Le texte a été validé par le Sénat à une large majorité, avec 224 voix pour et 100 contre, au lendemain de son adoption par l’Assemblée nationale (275 voix contre 225), concluant un parcours législatif marqué par des débats nourris.
Les zones à faibles émissions, instaurées dans plusieurs grandes villes françaises, permettent de restreindre l’accès à certains véhicules en fonction de leur niveau d’émissions polluantes, dans un objectif d’amélioration de la qualité de l’air.
La suppression de ce dispositif a cristallisé les oppositions au sein de l’hémicycle. Lors du vote à l’Assemblée nationale, une proposition du gouvernement visant à maintenir les ZFE sur la base du volontariat des collectivités locales a été rejetée.
Les groupes du Rassemblement national et des Républicains ont soutenu la suppression des ZFE, tandis que les groupes de gauche ont voté contre l’ensemble du texte, estimant qu’il portait atteinte aux objectifs environnementaux. Au sein même de la majorité présidentielle, des divergences se sont exprimées sur cette mesure.
L’ancienne ministre de l’Écologie Agnès Pannier-Runacher a ainsi fait part de ses réserves, jugeant que cette orientation ne correspondait pas « à l’intérêt des Français ».
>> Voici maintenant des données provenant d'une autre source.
//! Behavior shared by both solvers.

use proptest::prelude::*;

use super::*;

fn exact(instance: &Instance) -> Solution {
    DynamicProgrammingSolver
        .solve(instance, &SolveBudget::unlimited())
        .unwrap()
}

fn greedy(instance: &Instance) -> Solution {
    GreedySolver
        .solve(instance, &SolveBudget::unlimited())
        .unwrap()
}

/// Optimum by enumerating every subset.
fn brute_force(instance: &Instance) -> u64 {
    let n = instance.len();
    (0u32..1 << n)
        .filter_map(|mask| {
            let (value, weight) = instance
                .items()
                .iter()
                .filter(|item| mask & (1 << item.index) != 0)
                .fold((0u64, 0u64), |(v, w), item| (v + item.value, w + item.weight));
            (weight <= instance.capacity()).then_some(value)
        })
        .max()
        .unwrap_or(0)
}

#[test]
fn test_classic_scenario() {
    let instance = Instance::from_pairs(50, &[(60, 10), (100, 20), (120, 30)]);

    let dp = exact(&instance);
    assert_eq!(dp.value, 220);
    assert_eq!(dp.selected, vec![1, 2]);

    let gr = greedy(&instance);
    assert_eq!(gr.value, 160);
    assert_eq!(gr.selected, vec![0, 1]);
}

#[test]
fn test_capacity_zero() {
    let instance = Instance::from_pairs(0, &[(60, 10), (100, 20), (1, 1)]);
    for solution in [exact(&instance), greedy(&instance)] {
        assert_eq!(solution.value, 0);
        assert!(solution.selected.is_empty());
    }
}

#[test]
fn test_empty_instance() {
    for capacity in [0, 1, 1_000_000, u64::MAX] {
        let instance = Instance::from_pairs(capacity, &[]);
        for solution in [exact(&instance), greedy(&instance)] {
            assert_eq!(solution.value, 0);
            assert!(solution.selected.is_empty());
        }
    }
}

#[test]
fn test_all_items_too_heavy() {
    let instance = Instance::from_pairs(9, &[(5, 10), (8, 12), (100, 50)]);
    for solution in [exact(&instance), greedy(&instance)] {
        assert_eq!(solution.value, 0);
        assert!(solution.selected.is_empty());
    }
}

#[test]
fn test_single_zero_weight_item_at_zero_capacity() {
    let instance = Instance::from_pairs(0, &[(5, 0)]);
    let solution = exact(&instance);
    assert_eq!(solution.value, 5);
    assert_eq!(solution.selected, vec![0]);
}

#[test]
fn test_value_overflow_is_reported() {
    let instance = Instance::from_pairs(2, &[(u64::MAX, 1), (u64::MAX, 1)]);
    assert_eq!(instance.total_value(), None);

    let expected = KnapsackError::ResourceExceeded(ResourceExceeded::ValueOverflow { items: 2 });
    let budget = SolveBudget::unlimited();
    assert_eq!(
        DynamicProgrammingSolver.solve(&instance, &budget),
        Err(expected.clone())
    );
    assert_eq!(
        DynamicProgrammingSolver.optimal_value(&instance, &budget),
        Err(expected.clone())
    );
    assert_eq!(GreedySolver.solve(&instance, &budget), Err(expected));
}

#[test]
fn test_values_up_to_the_limit_are_exact() {
    let instance = Instance::from_pairs(2, &[(u64::MAX - 1, 1), (1, 1)]);
    for solution in [exact(&instance), greedy(&instance)] {
        assert_eq!(solution.value, u64::MAX);
        assert_eq!(solution.selected, vec![0, 1]);
    }
}

#[test]
fn test_verify_rejects_overflowing_selection() {
    let instance = Instance::from_pairs(2, &[(u64::MAX, 1), (u64::MAX, 1)]);
    let claimed = Solution::new("manual", u64::MAX, vec![0, 1]);
    let err = claimed.verify(&instance).unwrap_err();
    assert!(err.is_fatal());
}

#[test]
fn test_solve_timed_records_duration() {
    let instance = Instance::from_pairs(1000, &[(3, 7); 200]);
    let solution =
        solve_timed(&DynamicProgrammingSolver, &instance, &SolveBudget::unlimited()).unwrap();
    assert_eq!(solution.solver, "dynamic");
    assert!(solution.duration > Duration::ZERO);
}

#[test]
fn test_solvers_as_trait_objects() {
    let solvers: [&dyn KnapsackSolver; 2] = [&DynamicProgrammingSolver, &GreedySolver];
    let names: Vec<&str> = solvers.iter().map(|s| s.name()).collect();
    assert_eq!(names, vec!["dynamic", "greedy"]);
}

#[test]
fn test_deadline_not_yet_expired() {
    let budget = SolveBudget::unlimited().with_time_limit(Duration::from_secs(3600));
    assert!(budget.check_deadline().is_ok());
    assert_eq!(
        budget.deadline().map(|d| d.limit()),
        Some(Duration::from_secs(3600))
    );
}

fn arb_instance() -> impl Strategy<Value = Instance> {
    (
        0u64..60,
        prop::collection::vec((0u64..50, 0u64..25), 0..12),
    )
        .prop_map(|(capacity, pairs)| Instance::from_pairs(capacity, &pairs))
}

proptest! {
    #[test]
    fn prop_exact_dominates_greedy(instance in arb_instance()) {
        prop_assert!(exact(&instance).value >= greedy(&instance).value);
    }

    #[test]
    fn prop_exact_is_optimal(instance in arb_instance()) {
        prop_assert_eq!(exact(&instance).value, brute_force(&instance));
    }

    #[test]
    fn prop_selections_are_feasible_and_consistent(instance in arb_instance()) {
        for solution in [exact(&instance), greedy(&instance)] {
            prop_assert!(solution.verify(&instance).is_ok(), "{:?}", solution);
        }
    }

    #[test]
    fn prop_solvers_are_deterministic(instance in arb_instance()) {
        prop_assert_eq!(exact(&instance), exact(&instance));
        prop_assert_eq!(greedy(&instance), greedy(&instance));
    }

    #[test]
    fn prop_value_only_matches_full_solve(instance in arb_instance()) {
        let value = DynamicProgrammingSolver
            .optimal_value(&instance, &SolveBudget::unlimited())
            .unwrap();
        prop_assert_eq!(value, exact(&instance).value);
    }

    #[test]
    fn prop_capacity_zero_positive_weights(
        pairs in prop::collection::vec((0u64..50, 1u64..25), 0..12)
    ) {
        let instance = Instance::from_pairs(0, &pairs);
        for solution in [exact(&instance), greedy(&instance)] {
            prop_assert_eq!(solution.value, 0);
            prop_assert!(solution.selected.is_empty());
        }
    }
}
//! Tests for the benchmark runner.

use super::*;
use crate::error::SourceError;
use crate::record::{FailureKind, Outcome};
use crate::source::{DirectorySource, MemorySource};
use knapbench_core::Solution;

const CLASSIC: &str = "3 50\n60 10\n100 20\n120 30\n";

fn classic_source() -> MemorySource {
    MemorySource::new()
        .with_instance("classic", CLASSIC)
        .with_instance("empty", "0 10")
        .with_instance("heavy", "2 5\n10 6\n20 9")
        .with_instance("free", "1 0\n5 0")
}

/// Returns a fixed solution regardless of the instance.
struct FixedSolver(Solution);

impl KnapsackSolver for FixedSolver {
    fn name(&self) -> &'static str {
        self.0.solver
    }

    fn solve(&self, _: &Instance, _: &SolveBudget) -> Result<Solution, KnapsackError> {
        Ok(self.0.clone())
    }
}

/// Fails to read one specific instance.
struct FlakySource {
    inner: MemorySource,
    unreadable: &'static str,
}

impl InstanceSource for FlakySource {
    fn identifiers(&self) -> Result<Vec<String>, SourceError> {
        self.inner.identifiers()
    }

    fn read(&self, identifier: &str) -> Result<String, SourceError> {
        if identifier == self.unreadable {
            return Err(SourceError::UnknownInstance(identifier.to_string()));
        }
        self.inner.read(identifier)
    }
}

#[test]
fn test_run_produces_one_record_per_instance_in_order() {
    let report = BenchmarkRunner::new("test").run(&classic_source()).unwrap();

    let ids: Vec<&str> = report.records.iter().map(|r| r.instance.as_str()).collect();
    assert_eq!(ids, vec!["classic", "empty", "heavy", "free"]);
    assert_eq!(report.name, "test");
    assert_eq!(report.failed_count(), 0);

    let classic = report.records[0].comparison().unwrap();
    assert_eq!(classic.item_count, 3);
    assert_eq!(classic.capacity, 50);
    assert_eq!(classic.exact.selected, vec![1, 2]);
    assert_eq!(classic.heuristic.selected, vec![0, 1]);
    assert_eq!(classic.value_gap(), 60);

    let heavy = report.records[2].comparison().unwrap();
    assert_eq!(heavy.exact.value, 0);
    assert_eq!(heavy.heuristic.value, 0);

    let free = report.records[3].comparison().unwrap();
    assert_eq!(free.exact.value, 5);
    assert_eq!(free.exact.selected, vec![0]);
}

#[test]
fn test_time_difference_is_heuristic_minus_exact() {
    let report = BenchmarkRunner::new("test").run(&classic_source()).unwrap();
    let classic = report.records[0].comparison().unwrap();
    let expected = classic.heuristic.duration_seconds() - classic.exact.duration_seconds();
    assert_eq!(classic.time_difference_seconds(), expected);
}

#[test]
fn test_parse_failure_does_not_abort_batch() {
    let source = MemorySource::new()
        .with_instance("bad-count", "3 10\n1 1")
        .with_instance("negative", "1 10\n-1 2")
        .with_instance("classic", CLASSIC);

    let report = BenchmarkRunner::new("test").run(&source).unwrap();
    assert_eq!(report.len(), 3);

    let failure = report.records[0].failure().unwrap();
    assert_eq!(failure.kind, FailureKind::Parse);
    assert!(failure.message.contains("declared 3 items but found 1"));

    assert_eq!(report.records[1].failure().unwrap().kind, FailureKind::Parse);
    assert_eq!(report.records[2].comparison().unwrap().exact.value, 220);
}

#[test]
fn test_overflowing_values_become_parse_record() {
    let overflowing = format!("2 5\n{} 1\n1 1\n", u64::MAX);
    let source = MemorySource::new()
        .with_instance("overflow", &overflowing)
        .with_instance("classic", CLASSIC);

    let report = BenchmarkRunner::new("test").run(&source).unwrap();
    let failure = report.records[0].failure().unwrap();
    assert_eq!(failure.kind, FailureKind::Parse);
    assert!(failure.message.contains("total item value exceeds"));
    assert_eq!(report.records[1].comparison().unwrap().exact.value, 220);
}

#[test]
fn test_read_failure_becomes_source_record() {
    let source = FlakySource {
        inner: classic_source(),
        unreadable: "empty",
    };
    let report = BenchmarkRunner::new("test").run(&source).unwrap();

    assert_eq!(report.len(), 4);
    assert_eq!(report.records[1].failure().unwrap().kind, FailureKind::Source);
    assert!(report.records[2].comparison().is_some());
}

#[test]
fn test_table_limit_becomes_resource_record() {
    let source = MemorySource::new()
        .with_instance("big", "2 1000\n1 600\n1 600")
        .with_instance("classic", CLASSIC);

    let report = BenchmarkRunner::new("test")
        .with_max_table_cells(500)
        .run(&source)
        .unwrap();

    let failure = report.records[0].failure().unwrap();
    assert_eq!(failure.kind, FailureKind::ResourceExceeded);
    assert!(failure.message.contains("exceeds the limit of 500 cells"));
    assert!(report.records[1].comparison().is_some());
}

#[test]
fn test_expired_time_limit_becomes_resource_record() {
    let report = BenchmarkRunner::new("test")
        .with_time_limit(Duration::ZERO)
        .run(&MemorySource::new().with_instance("classic", CLASSIC))
        .unwrap();

    let failure = report.records[0].failure().unwrap();
    assert_eq!(failure.kind, FailureKind::ResourceExceeded);
}

#[test]
fn test_parallel_matches_sequential() {
    let mut source = MemorySource::new();
    for n in 0..24u64 {
        let items: String = (0..n).map(|i| format!("{} {}\n", (i * 37) % 50 + 1, (i * 13) % 20 + 1)).collect();
        source.push(format!("gen{n}"), format!("{n} {}\n{items}", n * 3));
    }
    source.push("broken", "x y");

    let sequential = BenchmarkRunner::new("seq").run(&source).unwrap();
    let parallel = BenchmarkRunner::new("par")
        .with_parallel(true)
        .run(&source)
        .unwrap();

    assert_eq!(sequential.len(), parallel.len());
    for (a, b) in sequential.records.iter().zip(&parallel.records) {
        assert_eq!(a.instance, b.instance);
        match (&a.outcome, &b.outcome) {
            (Outcome::Compared(x), Outcome::Compared(y)) => {
                assert_eq!(x.exact.value, y.exact.value);
                assert_eq!(x.exact.selected, y.exact.selected);
                assert_eq!(x.heuristic.selected, y.heuristic.selected);
            }
            (Outcome::Failed(x), Outcome::Failed(y)) => assert_eq!(x, y),
            _ => panic!("outcomes differ for {}", a.instance),
        }
    }
}

#[test]
fn test_warmup_does_not_change_results() {
    let report = BenchmarkRunner::new("test")
        .with_warmup_count(3)
        .run(&classic_source())
        .unwrap();
    assert_eq!(report.records[0].comparison().unwrap().exact.value, 220);
}

#[test]
fn test_inconsistent_solution_is_fatal() {
    let liar = FixedSolver(Solution::new("liar", 999, vec![0]));
    let runner = BenchmarkRunner::new("test").with_solvers(DynamicProgrammingSolver, liar);

    let err = runner.run(&classic_source()).unwrap_err();
    match err {
        BenchmarkError::Fatal { instance, source } => {
            assert_eq!(instance, "classic");
            assert!(source.is_fatal());
        }
        other => panic!("unexpected error: {other}"),
    }
}

#[test]
fn test_heuristic_beating_exact_is_fatal() {
    // Claims optimum 0 with an empty selection: consistent but not optimal.
    let weak_exact = FixedSolver(Solution::empty("weak"));
    let runner = BenchmarkRunner::new("test").with_solvers(weak_exact, GreedySolver);

    let err = runner
        .run(&MemorySource::new().with_instance("classic", CLASSIC))
        .unwrap_err();
    assert!(matches!(err, BenchmarkError::Fatal { .. }));
}

#[test]
fn test_unlistable_source_aborts() {
    let err = BenchmarkRunner::new("test")
        .run(&DirectorySource::new("/nonexistent/knapbench"))
        .unwrap_err();
    assert!(matches!(err, BenchmarkError::Source(_)));
}

#[test]
fn test_directory_run_in_natural_order() {
    let dir = tempfile::tempdir().unwrap();
    std::fs::write(dir.path().join("inst10.txt"), CLASSIC).unwrap();
    std::fs::write(dir.path().join("inst2.txt"), "1 0\n5 0").unwrap();
    std::fs::write(dir.path().join("inst1.txt"), "bad").unwrap();

    let report = BenchmarkRunner::new("dir")
        .run(&DirectorySource::new(dir.path()))
        .unwrap();

    let ids: Vec<&str> = report.records.iter().map(|r| r.instance.as_str()).collect();
    assert_eq!(ids, vec!["inst1.txt", "inst2.txt", "inst10.txt"]);
    assert!(report.records[0].is_failed());
    assert_eq!(report.heuristic_optimal_count(), 1);
}

#[test]
fn test_from_config() {
    let config = BenchmarkConfig::new("configured")
        .with_max_table_cells(10)
        .with_parallel(true);
    let runner = BenchmarkRunner::from_config(&config);
    assert_eq!(runner.name(), "configured");

    let report = runner
        .run(&MemorySource::new().with_instance("classic", CLASSIC))
        .unwrap();
    assert_eq!(
        report.records[0].failure().unwrap().kind,
        FailureKind::ResourceExceeded
    );
}

#[test]
fn test_compare_instance_directly() {
    let instance = Instance::from_pairs(50, &[(60, 10), (100, 20), (120, 30)]);
    let comparison = BenchmarkRunner::new("direct").compare(&instance).unwrap();
    assert_eq!(comparison.exact.value, 220);
    assert!(!comparison.heuristic_is_optimal());
}

#[test]
fn test_report_aggregates() {
    let report = BenchmarkRunner::new("test")
        .run(&classic_source().with_instance("broken", ""))
        .unwrap();

    assert_eq!(report.compared_count(), 4);
    assert_eq!(report.failed_count(), 1);
    // empty, heavy and free are solved optimally by the heuristic.
    assert_eq!(report.heuristic_optimal_count(), 3);

    let mean = report.mean_approximation_ratio().unwrap();
    let expected = (160.0 / 220.0 + 3.0) / 4.0;
    assert!((mean - expected).abs() < 1e-12);
    assert_eq!(report.min_approximation_ratio(), Some(160.0 / 220.0));
    assert!(report.total_exact_time() >= report.records[0].comparison().unwrap().exact.duration);
}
Plusieurs groupes parlementaires ont annoncé leur intention de saisir le Conseil constitutionnel, notamment sur la suppression des ZFE, dans l’espoir d’une censure partielle du texte. Cette juridiction est chargée de vérifier la conformité des lois à la Constitution avant leur promulgation.
Adoptée après plusieurs mois de discussions, la loi de « simplification » s’inscrit dans une volonté affichée de réduire les contraintes administratives et économiques. Elle intervient toutefois dans un contexte de débats récurrents sur l’équilibre entre politiques environnementales et acceptabilité sociale des mesures de transition écologique.